In the U.S., hurricanes in the Southeast, tornadoes in the Midwest, hailstorms in the north and wildfires throughout the West battered the country. In Canada, late-winter storms in the East; tornadoes, hail and wind in the West; and Hurricane Fiona in Eastern Quebec and the Maritimes made 2022 the third-most costly year for insured damage in the country’s history.
But there is hope that prices will moderate soon. Inflation in the U.S. has fallen steadily since its peak of 9% in June 2022, and few lingering supply chain bottlenecks from the pandemic remain. Insureds who invest in mitigation strategies are likely to see the greatest benefits.
Commercial property rates have been on the rise — increasing every quarter since 2018. Adding to the market burdens are record disaster losses and higher costs for building materials, equipment, labor and financing. For property insurers, those rising prices drove up loss costs $30 billion in 2021, marking a trend that continued into 2022.
The rising prices have also affected property valuations: Nearly one-third of commercial properties are undervalued, creating gaps between coverage amounts and rebuilding costs.

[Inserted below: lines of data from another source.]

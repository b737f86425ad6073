//! FAT16 whole-file operations with cluster-chain based I/O

use super::{constants::*, name, Attributes, DirEntry83, Fat16, Permissions};
use crate::filesys::{FileMetadata, FsError};
use alloc::vec;
use alloc::vec::Vec;
use core::cmp::min;
use log::{debug, warn};

impl Fat16<'_> {
    /// Creates an empty file in the current directory
    pub fn create_file(&mut self, name: &str) -> Result<(), FsError> {
        let raw = name::validate(name)?;
        self.ensure_absent(self.cwd, &raw)?;
        self.write_entry(self.cwd, &DirEntry83::new_file(raw))?;
        debug!("fat16: created {}", name::decode_fixed(&raw));
        Ok(())
    }

    /// Replaces the whole contents of a file.
    ///
    /// The new chain is allocated while the old one is still held, so a failed
    /// write leaves the old data intact. Only when that runs out of space are
    /// the old clusters recycled, and a failure then may leave them partly
    /// overwritten. On any failure the old chain is relinked and the directory
    /// entry is left untouched.
    pub fn write_file(&mut self, name: &str, data: &[u8]) -> Result<(), FsError> {
        let (entry, location) = self.find(self.cwd, name)?;
        if entry.is_directory() {
            return Err(FsError::IsADirectory);
        }
        if entry.is_immutable() {
            return Err(FsError::PermissionDenied);
        }
        let size = u32::try_from(data.len()).map_err(|_| FsError::FileTooLarge)?;

        let old_chain = self.fat.chain(entry.start_cluster);
        let clusters = data.len().div_ceil(self.cluster_size());
        let head = match self.fat.allocate_chain(clusters) {
            Ok(head) => head,
            Err(FsError::DiskFull) if !old_chain.is_empty() => {
                self.fat.free_chain(entry.start_cluster);
                match self.fat.allocate_chain(clusters) {
                    Ok(head) => {
                        debug!("fat16: rewrite of {} recycles its own clusters", entry.get_name());
                        head
                    }
                    Err(err) => {
                        self.fat.restore_chain(&old_chain);
                        return Err(err);
                    }
                }
            }
            Err(err) => return Err(err),
        };

        if let Err(err) = self.write_chain(head, data) {
            self.abandon_write(head, &old_chain);
            return Err(err);
        }

        // Recycled clusters already belong to the new chain
        let new_chain = self.fat.chain(head);
        for &cluster in &old_chain {
            if !new_chain.contains(&cluster) {
                self.fat.set(cluster, FAT_FREE);
            }
        }

        let mut updated = entry;
        updated.start_cluster = head;
        updated.file_size = size;
        updated.attributes |= Attributes::ARCHIVE;
        if let Err(err) = self.flush().and_then(|()| self.set_entry(location, &updated)) {
            self.abandon_write(head, &old_chain);
            return Err(err);
        }

        debug!(
            "fat16: wrote {} bytes to {} across {} clusters",
            size,
            entry.get_name(),
            clusters
        );
        Ok(())
    }

    /// Drops a half-finished rewrite: frees the new chain, relinks the old one
    /// and tries to bring the on-disk FAT back in line
    fn abandon_write(&mut self, head: u16, old_chain: &[u16]) {
        self.fat.free_chain(head);
        self.fat.restore_chain(old_chain);
        if let Err(err) = self.flush() {
            warn!("fat16: FAT left out of sync after failed write: {}", err);
        }
    }

    /// Writes `data` sector by sector along the chain, zero-padding the tail
    fn write_chain(&mut self, head: u16, data: &[u8]) -> Result<(), FsError> {
        let mut sector_data = vec![0u8; SECTOR_SIZE];
        let mut chunks = data.chunks(SECTOR_SIZE);

        for cluster in self.fat.chain(head) {
            let first = self.layout.cluster_to_sector(cluster);
            for i in 0..self.layout.sectors_per_cluster {
                sector_data.fill(0);
                if let Some(chunk) = chunks.next() {
                    sector_data[..chunk.len()].copy_from_slice(chunk);
                }
                self.device.write_block(first + i, &sector_data)?;
            }
        }
        Ok(())
    }

    /// Reads up to `buf.len()` bytes from the start of a file
    pub fn read_file(&self, name: &str, buf: &mut [u8]) -> Result<usize, FsError> {
        let (entry, _) = self.find(self.cwd, name)?;
        if entry.is_directory() {
            return Err(FsError::IsADirectory);
        }

        let wanted = min(buf.len(), entry.file_size as usize);
        let mut bytes_read = 0;
        let mut sector_data = vec![0u8; SECTOR_SIZE];

        'chain: for cluster in self.fat.chain(entry.start_cluster) {
            let first = self.layout.cluster_to_sector(cluster);
            for i in 0..self.layout.sectors_per_cluster {
                if bytes_read >= wanted {
                    break 'chain;
                }
                self.device.read_block(first + i, &mut sector_data)?;
                let chunk_size = min(SECTOR_SIZE, wanted - bytes_read);
                buf[bytes_read..bytes_read + chunk_size].copy_from_slice(&sector_data[..chunk_size]);
                bytes_read += chunk_size;
            }
        }

        if bytes_read < wanted {
            debug!(
                "fat16: {} ends after {} of {} bytes",
                entry.get_name(),
                bytes_read,
                entry.file_size
            );
        }
        Ok(bytes_read)
    }

    /// Reads a whole file into a fresh buffer
    pub fn read_to_vec(&self, name: &str) -> Result<Vec<u8>, FsError> {
        let (entry, _) = self.find(self.cwd, name)?;
        let mut data = vec![0u8; entry.file_size as usize];
        let bytes_read = self.read_file(name, &mut data)?;
        data.truncate(bytes_read);
        Ok(data)
    }

    /// Frees a file's clusters and marks its slot deleted
    pub fn delete_file(&mut self, name: &str) -> Result<(), FsError> {
        let (mut entry, location) = self.find(self.cwd, name)?;
        if entry.is_directory() {
            return Err(FsError::IsADirectory);
        }
        if entry.is_immutable() || entry.permissions.contains(Permissions::SYSTEM) {
            return Err(FsError::PermissionDenied);
        }

        let clusters = self.fat.chain(entry.start_cluster);
        self.fat.free_chain(entry.start_cluster);
        entry.mark_deleted();
        if let Err(err) = self.set_entry(location, &entry) {
            self.fat.restore_chain(&clusters);
            return Err(err);
        }
        self.flush()?;

        debug!("fat16: deleted {}, freed {} clusters", name, clusters.len());
        Ok(())
    }

    /// Renames an entry of the current directory in place
    pub fn rename(&mut self, from: &str, to: &str) -> Result<(), FsError> {
        let raw = name::validate(to)?;
        let (mut entry, location) = self.find(self.cwd, from)?;
        if entry.is_dot() {
            return Err(FsError::InvalidName);
        }
        if entry.is_immutable() {
            return Err(FsError::PermissionDenied);
        }
        if entry.name == raw {
            return Ok(());
        }
        self.ensure_absent(self.cwd, &raw)?;

        entry.name = raw;
        self.set_entry(location, &entry)
    }

    /// Replaces the permission byte of an entry
    pub fn chmod(&mut self, name: &str, permissions: Permissions) -> Result<(), FsError> {
        let (mut entry, location) = self.find(self.cwd, name)?;
        if entry.is_immutable() {
            return Err(FsError::PermissionDenied);
        }
        entry.permissions = permissions;
        self.set_entry(location, &entry)
    }

    /// Marks an entry system and immutable, as done for the kernel image
    pub fn protect(&mut self, name: &str) -> Result<(), FsError> {
        let (mut entry, location) = self.find(self.cwd, name)?;
        entry.permissions |= Permissions::SYSTEM | Permissions::IMMUTABLE;
        self.set_entry(location, &entry)
    }

    pub fn metadata(&self, name: &str) -> Result<FileMetadata, FsError> {
        let (entry, _) = self.find(self.cwd, name)?;
        Ok(entry.metadata())
    }
}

For most of the U.S., property insurance rates will rise 10% to 25%; properties in catastrophe-prone locations will see even more rate elevation. In Canada, rates will increase 5% to 15%, largely due to increased valuations. But there are signs that the market may peak this summer.
Underwriters are requiring property owners to post updated property valuations while shoring up terms and conditions. Best-in-class commercial property will obtain the most favorable terms and be first in line for rate relief.

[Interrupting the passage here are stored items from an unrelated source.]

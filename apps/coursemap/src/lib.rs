//! # Coursemap Application
//!
//! The async shell around `coursemap-core`: configuration, the CLI, the
//! HTTP API and the transcript text sources. The binary in `main.rs` only
//! initializes logging and dispatches to [`cli::execute`].

pub mod actions;
pub mod api;
pub mod cli;
pub mod config;
pub mod events;
pub mod transcript;
//! # Progress Observers
//!
//! Observers the application subscribes to every [`ProgressStore`].
//!
//! [`ProgressStore`]: coursemap_core::ProgressStore

use coursemap_core::{ChangeKind, ProgressEvent, ProgressObserver};
use std::sync::atomic::{AtomicU64, Ordering};

/// Counts store changes. Clients poll it to detect stale views.
#[derive(Debug, Default)]
pub struct RevisionCounter {
    revision: AtomicU64,
}

impl RevisionCounter {
    #[must_use]
    pub fn new() -> Self {
        Self::default()
    }

    /// Number of changes observed so far.
    #[must_use]
    pub fn current(&self) -> u64 {
        self.revision.load(Ordering::Acquire)
    }
}

impl ProgressObserver for RevisionCounter {
    fn on_change(&self, _event: &ProgressEvent) {
        self.revision.fetch_add(1, Ordering::AcqRel);
    }
}

/// Writes one structured log line per change.
#[derive(Debug, Default)]
pub struct LogObserver;

impl ProgressObserver for LogObserver {
    fn on_change(&self, event: &ProgressEvent) {
        match &event.kind {
            ChangeKind::Completion {
                course_id,
                completed,
                invalidated,
            } => {
                tracing::info!(
                    department = %event.department,
                    course = %course_id,
                    completed,
                    invalidated = invalidated.len(),
                    "Completion changed"
                );
            }
            ChangeKind::Imported { courses } | ChangeKind::SimulationApplied { courses } => {
                tracing::info!(
                    department = %event.department,
                    courses,
                    kind = ?event.kind,
                    "Batch applied"
                );
            }
            kind => {
                tracing::debug!(department = %event.department, ?kind, "Progress changed");
            }
        }
    }
}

Catastrophes and inflation contributing to rising rates
A lack of underwriting appetite for commercial properties among carriers will exacerbate challenges for property owners. Since the end of 2022, more than 85% of risk managers reported seeing reduced commercial property capacity. Insurers are scaling back coverages and in some cases, exiting difficult markets altogether.
While commercial insureds in Florida and Louisiana have had difficulty finding sufficient property coverage for many years, the capacity crunch has gotten worse. In Florida, more than a dozen insurance companies have been placed into receivership in the past two years, further crunching capacity.
With high inflation and rising construction prices, commercial companies may not be able to purchase full replacement cost for their buildings — which can leave them in violation of loan covenants.
Other states are feeling the pinch. Insurers are cutting capacity in Texas, which suffered immense property damage from the deep freeze of February 2021 and hurricanes hitting its Gulf Coast. Carriers are pulling away from tornado-prone states like Oklahoma, and reducing their interest in underwriting earthquake coverage across the U.S.
Insurers have also been fleeing California for reasons beyond wildfires.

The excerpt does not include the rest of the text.